Data provided —

//! Embeddable asynchronous ESMTP/LMTP service library.
//!
//! A host application supplies a [`Handler`] per connection and drives
//! either the low-level [`Connection`] state machine directly, or lets
//! [`Server`] own the accept loop, PROXY preamble, and TLS orchestration.
//! Message queueing, delivery, user databases, and DNS resolution are
//! explicitly the embedder's responsibility; this crate only speaks the
//! wire protocol.

pub mod address;
pub mod config;
pub mod error;
pub mod frame;
pub mod proxy;
pub mod reply;
pub mod sasl;
pub mod server;
pub mod session;
pub mod supervisor;

pub use address::{ParamValue, ParsedAddress};
pub use config::Config;
pub use error::{AddressError, ServerError};
pub use frame::{DataResult, Frame, SmtpCodec};
pub use proxy::{parse_proxy_line, ProxyError, ProxyHeader};
pub use reply::{EnhancedCode, Reply};
pub use sasl::{AuthExchange, AuthOutcome, AuthRequest, SaslMechanism, SaslStep};
pub use server::{BodyStream, Connection, ConnectionExit, DataOutcome, Handler, HandlerResult};
pub use session::{DsnParams, Envelope, EnvelopeAddress, OpeningCommand, Session, TlsInfo};
pub use supervisor::{HandlerFactory, Server, ServerHandle, TlsMaterial};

Assigned task —
Copy out every line of the listing that includes the string "reply".

Output of the exercise —
pub mod reply;
pub use reply::{EnhancedCode, Reply};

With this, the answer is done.